━━ TASK DATA ━━

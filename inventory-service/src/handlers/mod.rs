pub mod ai;
pub mod assets;
pub mod auth;
pub mod media;
pub mod reports;
pub mod rooms;
pub mod shopping;
pub mod tasks;
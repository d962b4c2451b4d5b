use serde::{Deserialize, Serialize};
use sqlx::FromRow;
use uuid::Uuid;

#[derive(Debug, Clone, Serialize, Deserialize, FromRow)]
pub struct Asset {
    pub id: Uuid,
    pub name: String,
    pub category: Option<String>,
    pub purchase_price: Option<f64>,
    pub room_id: Option<Uuid>,
}

/// Projection for summing asset values by room.
#[derive(Debug, Clone, FromRow)]
pub struct AssetValue {
    pub room_id: Uuid,
    pub purchase_price: Option<f64>,
}
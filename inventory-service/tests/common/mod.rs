//! Shared fixtures for inventory-service integration tests.
//!
//! Configs are built literally (no environment reads) so tests cannot race
//! each other, and the database points at a guaranteed-refused port: the
//! routes under test either never reach PostgreSQL or are expected to
//! tolerate its absence.

#![allow(dead_code)]

use axum::{
    Json, Router,
    extract::State,
    http::StatusCode,
    response::IntoResponse,
    routing::post,
};
use inventory_service::{
    AppState,
    config::{
        DatabaseConfig, Environment, FeatureFlags, InventoryConfig, LoginConfig, OpenAiConfig,
        RateLimitConfig, SecurityConfig, SessionConfig, StorageConfig,
    },
    db::create_lazy_pool,
    services::SESSION_COOKIE,
};
use secrecy::SecretString;
use service_core::config::Config;
use std::collections::VecDeque;
use std::sync::{
    Arc, Mutex,
    atomic::{AtomicUsize, Ordering},
};
use uuid::Uuid;

pub fn test_config() -> InventoryConfig {
    InventoryConfig {
        common: Config::default(),
        environment: Environment::Dev,
        service_name: "inventory-service".to_string(),
        service_version: "test".to_string(),
        log_level: "error".to_string(),
        database: DatabaseConfig {
            url: "postgres://127.0.0.1:1/inventory_test".to_string(),
            max_connections: 2,
            min_connections: 0,
        },
        storage: StorageConfig {
            url: "http://127.0.0.1:1".to_string(),
            service_key: SecretString::new("test-service-key".to_string()),
            signed_url_ttl_secs: 300,
        },
        openai: OpenAiConfig {
            api_key: SecretString::new("test-api-key".to_string()),
            base_url: "http://127.0.0.1:1/v1".to_string(),
            nlp_model: "gpt-4o-mini".to_string(),
            vision_model: "gpt-4o-mini".to_string(),
            transcribe_model: "gpt-4o-mini-transcribe".to_string(),
            text_timeout_ms: 2_000,
            media_timeout_ms: 2_000,
            stt_max_bytes: 1_000_000,
        },
        session: SessionConfig {
            jwt_secret: SecretString::new("test-session-secret-0123456789abcdef".to_string()),
            ttl_hours: 12,
        },
        login: LoginConfig {
            allowed_emails: vec!["resident@example.com".to_string()],
            passphrase: SecretString::new("household-pass".to_string()),
            household_slug: "old-rectory".to_string(),
        },
        rate_limit: RateLimitConfig {
            nlp_per_minute: 100,
            scan_per_minute: 100,
            stt_per_minute: 100,
        },
        features: FeatureFlags { scan_cache: false },
        security: SecurityConfig {
            allowed_origins: vec!["http://localhost:8888".to_string()],
        },
    }
}

pub fn test_state(config: InventoryConfig) -> AppState {
    let pool = create_lazy_pool(&config.database).expect("Failed to create lazy pool");
    AppState::new(config, pool).expect("Failed to create app state")
}

/// Mints a session cookie directly, bypassing the login route. The token is
/// self-contained, so protected routes accept it without a database.
pub fn session_cookie(state: &AppState) -> String {
    let token = state
        .sessions
        .issue(Uuid::new_v4(), Uuid::new_v4(), "resident@example.com")
        .expect("Failed to issue session token");
    format!("{}={}", SESSION_COOKIE, token)
}

pub async fn body_text(response: axum::response::Response) -> String {
    use http_body_util::BodyExt;
    let bytes = response
        .into_body()
        .collect()
        .await
        .expect("Failed to read body")
        .to_bytes();
    String::from_utf8(bytes.to_vec()).expect("Body is not UTF-8")
}

pub async fn body_json(response: axum::response::Response) -> serde_json::Value {
    let text = body_text(response).await;
    serde_json::from_str(&text).expect("Body is not JSON")
}

#[derive(Clone)]
struct StubState {
    hits: Arc<AtomicUsize>,
    replies: Arc<Mutex<VecDeque<(u16, serde_json::Value)>>>,
}

pub struct UpstreamStub {
    pub base_url: String,
    pub hits: Arc<AtomicUsize>,
}

impl UpstreamStub {
    pub fn hit_count(&self) -> usize {
        self.hits.load(Ordering::SeqCst)
    }
}

/// Spawns a scripted stand-in for the OpenAI API on an ephemeral port.
/// Each request pops the next `(status, body)` reply; an exhausted script
/// answers 200 with an empty object.
pub async fn spawn_openai_stub(replies: Vec<(u16, serde_json::Value)>) -> UpstreamStub {
    let state = StubState {
        hits: Arc::new(AtomicUsize::new(0)),
        replies: Arc::new(Mutex::new(VecDeque::from(replies))),
    };
    let hits = state.hits.clone();

    let app = Router::new()
        .route("/chat/completions", post(stub_reply))
        .route("/audio/transcriptions", post(stub_reply))
        .with_state(state);

    let listener = tokio::net::TcpListener::bind("127.0.0.1:0")
        .await
        .expect("Failed to bind stub listener");
    let addr = listener.local_addr().expect("Stub has no local address");
    tokio::spawn(async move {
        axum::serve(listener, app).await.expect("Stub server died");
    });

    UpstreamStub {
        base_url: format!("http://{}", addr),
        hits,
    }
}

async fn stub_reply(State(state): State<StubState>) -> impl IntoResponse {
    state.hits.fetch_add(1, Ordering::SeqCst);
    let (status, body) = state
        .replies
        .lock()
        .expect("Stub script lock poisoned")
        .pop_front()
        .unwrap_or((200, serde_json::json!({})));
    (
        StatusCode::from_u16(status).unwrap_or(StatusCode::OK),
        Json(body),
    )
}

/// Chat completion envelope whose assistant message carries `content`.
pub fn chat_completion(content: &str) -> serde_json::Value {
    serde_json::json!({
        "choices": [
            { "message": { "role": "assistant", "content": content } }
        ]
    })
}
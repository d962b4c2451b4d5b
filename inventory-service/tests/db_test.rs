mod common;

use axum::{
    body::Body,
    http::{Request, StatusCode, header},
};
use inventory_service::{
    AppState, build_router,
    db::create_pool,
    services::{Database, SESSION_COOKIE},
};
use tower::util::ServiceExt;
use uuid::Uuid;

// Schema is provisioned by the hosting platform, so live-database coverage
// stays opt-in. Run with: cargo test -- --ignored

async fn live_pool() -> sqlx::PgPool {
    dotenvy::dotenv().ok();
    let mut config = common::test_config();
    config.database.url = std::env::var("DATABASE_URL")
        .unwrap_or_else(|_| "postgres://localhost:5432/inventory".to_string());
    create_pool(&config.database)
        .await
        .expect("Failed to connect")
}

#[tokio::test]
#[ignore] // Requires running PostgreSQL
async fn health_check_succeeds_against_a_live_database() {
    let pool = live_pool().await;
    let db = Database::new(pool);

    db.health_check().await.expect("Health check failed");
}

#[tokio::test]
#[ignore] // Requires running PostgreSQL
async fn room_create_round_trips_through_the_api() {
    let pool = live_pool().await;

    let household_id = Uuid::new_v4();
    sqlx::query("INSERT INTO households (id, slug) VALUES ($1, $2)")
        .bind(household_id)
        .bind(format!("test-{}", household_id.simple()))
        .execute(&pool)
        .await
        .expect("Failed to seed household");

    let state = AppState::new(common::test_config(), pool.clone()).expect("Failed to build state");
    let app = build_router(state.clone());
    let token = state
        .sessions
        .issue(Uuid::new_v4(), household_id, "resident@example.com")
        .expect("Failed to issue token");
    let cookie = format!("{}={}", SESSION_COOKIE, token);

    let response = app
        .clone()
        .oneshot(
            Request::builder()
                .method("POST")
                .uri("/api/rooms")
                .header(header::CONTENT_TYPE, "application/json")
                .header(header::COOKIE, &cookie)
                .body(Body::from(r#"{"name":"Drawing Room","floor":"Ground"}"#))
                .unwrap(),
        )
        .await
        .unwrap();
    assert_eq!(response.status(), StatusCode::OK);
    let room = common::body_json(response).await;
    assert_eq!(room["name"], "Drawing Room");
    let id = room["id"].as_str().expect("room id").to_string();

    let response = app
        .clone()
        .oneshot(
            Request::builder()
                .uri(format!("/api/rooms/{}", id))
                .header(header::COOKIE, &cookie)
                .body(Body::empty())
                .unwrap(),
        )
        .await
        .unwrap();
    assert_eq!(response.status(), StatusCode::OK);
    let fetched = common::body_json(response).await;
    assert_eq!(fetched["id"].as_str(), Some(id.as_str()));

    // A session from another household must not see the room.
    let foreign_token = state
        .sessions
        .issue(Uuid::new_v4(), Uuid::new_v4(), "resident@example.com")
        .expect("Failed to issue token");
    let response = app
        .oneshot(
            Request::builder()
                .uri(format!("/api/rooms/{}", id))
                .header(
                    header::COOKIE,
                    format!("{}={}", SESSION_COOKIE, foreign_token),
                )
                .body(Body::empty())
                .unwrap(),
        )
        .await
        .unwrap();
    assert_eq!(response.status(), StatusCode::NOT_FOUND);

    sqlx::query("DELETE FROM rooms WHERE household_id = $1")
        .bind(household_id)
        .execute(&pool)
        .await
        .expect("Failed to clean rooms");
    sqlx::query("DELETE FROM households WHERE id = $1")
        .bind(household_id)
        .execute(&pool)
        .await
        .expect("Failed to clean household");
}
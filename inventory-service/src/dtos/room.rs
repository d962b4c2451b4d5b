use serde::Deserialize;
use uuid::Uuid;
use validator::Validate;

/// Create when `id` is absent, full-row update when present.
#[derive(Debug, Deserialize, Validate)]
pub struct UpsertRoomRequest {
    pub id: Option<Uuid>,
    #[validate(length(min = 1, message = "Name is required"))]
    pub name: String,
    pub floor: Option<String>,
    pub dimensions: Option<String>,
    pub notes: Option<String>,
}
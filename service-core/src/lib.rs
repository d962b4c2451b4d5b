//! service-core: Shared infrastructure for the inventory services.
pub mod config;
pub mod error;
pub mod middleware;
pub mod observability;
pub mod retry;

pub use async_trait;
pub use axum;
pub use serde;
pub use serde_json;
pub use tokio;
pub use tower;
pub use tower_http;
pub use tracing;
pub use validator;
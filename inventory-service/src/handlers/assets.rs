use axum::{
    Json,
    extract::{Query, State},
};
use service_core::error::AppError;

use crate::AppState;
use crate::dtos::asset::{AssetIdResponse, AssetListQuery, UpsertAssetRequest};
use crate::middleware::CurrentSession;
use crate::models::Asset;
use crate::utils::ValidatedJson;

/// GET /api/assets?room_id=
pub async fn list_assets(
    State(state): State<AppState>,
    CurrentSession(session): CurrentSession,
    Query(query): Query<AssetListQuery>,
) -> Result<Json<Vec<Asset>>, AppError> {
    let assets = state
        .db
        .list_assets(session.household_id, query.room_id)
        .await?;
    Ok(Json(assets))
}

/// POST /api/assets
pub async fn upsert_asset(
    State(state): State<AppState>,
    CurrentSession(session): CurrentSession,
    ValidatedJson(request): ValidatedJson<UpsertAssetRequest>,
) -> Result<Json<AssetIdResponse>, AppError> {
    let id = match request.id {
        Some(id) => {
            let updated = state
                .db
                .update_asset(
                    session.household_id,
                    id,
                    &request.name,
                    request.category.as_deref(),
                    request.purchase_price,
                    request.room_id,
                )
                .await?;
            if !updated {
                return Err(AppError::NotFound(anyhow::anyhow!("Not found")));
            }
            id
        }
        None => {
            state
                .db
                .insert_asset(
                    session.household_id,
                    &request.name,
                    request.category.as_deref(),
                    request.purchase_price,
                    request.room_id,
                )
                .await?
        }
    };
    Ok(Json(AssetIdResponse { id }))
}
use chrono::{DateTime, NaiveDate, Utc};
use serde::{Deserialize, Serialize};
use sqlx::FromRow;
use uuid::Uuid;

#[derive(Debug, Clone, Serialize, Deserialize, FromRow)]
pub struct ShoppingList {
    pub id: Uuid,
    pub title: String,
    pub description: Option<String>,
    pub created_at: DateTime<Utc>,
}

/// Row returned when a list is created. The share token comes from the
/// database default on insert.
#[derive(Debug, Clone, Serialize, FromRow)]
pub struct ShoppingListCreated {
    pub id: Uuid,
    pub share_token: String,
    pub description: Option<String>,
}

/// Projection for the list-detail endpoint.
#[derive(Debug, Clone, Serialize, FromRow)]
pub struct ShoppingListHeader {
    pub id: Uuid,
    pub title: String,
    pub created_at: DateTime<Utc>,
}

#[derive(Debug, Clone, Serialize, FromRow)]
pub struct ShoppingListItem {
    pub id: Uuid,
    pub item_key: String,
    pub name: String,
    pub source: Option<String>,
    pub checked: bool,
}

/// List header for the read-only share view.
#[derive(Debug, Clone, Serialize, FromRow)]
pub struct SharedList {
    pub id: Uuid,
    pub title: String,
    pub description: Option<String>,
    pub created_at: DateTime<Utc>,
}

/// Item projection for the share view; internal keys are not exposed.
#[derive(Debug, Clone, Serialize, FromRow)]
pub struct SharedListItem {
    pub id: Uuid,
    pub name: String,
    pub source: Option<String>,
    pub checked: bool,
}

/// Per-household item preferences keyed by the stable item key.
#[derive(Debug, Clone, Serialize, FromRow)]
pub struct ShoppingItemMeta {
    pub item_key: String,
    pub favorite: bool,
    pub last_bought: Option<NaiveDate>,
}

/// Minimal lookup used by the toggle ownership check.
#[derive(Debug, Clone, FromRow)]
pub struct ShoppingItemRef {
    pub id: Uuid,
    pub list_id: Uuid,
}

━━━

▶ TASK PROMPT: Find the word "Drawing" in the entries. Copy each line that holds it.

▶ RESPONSE:
                .body(Body::from(r#"{"name":"Drawing Room","floor":"Ground"}"#))
    assert_eq!(room["name"], "Drawing Room");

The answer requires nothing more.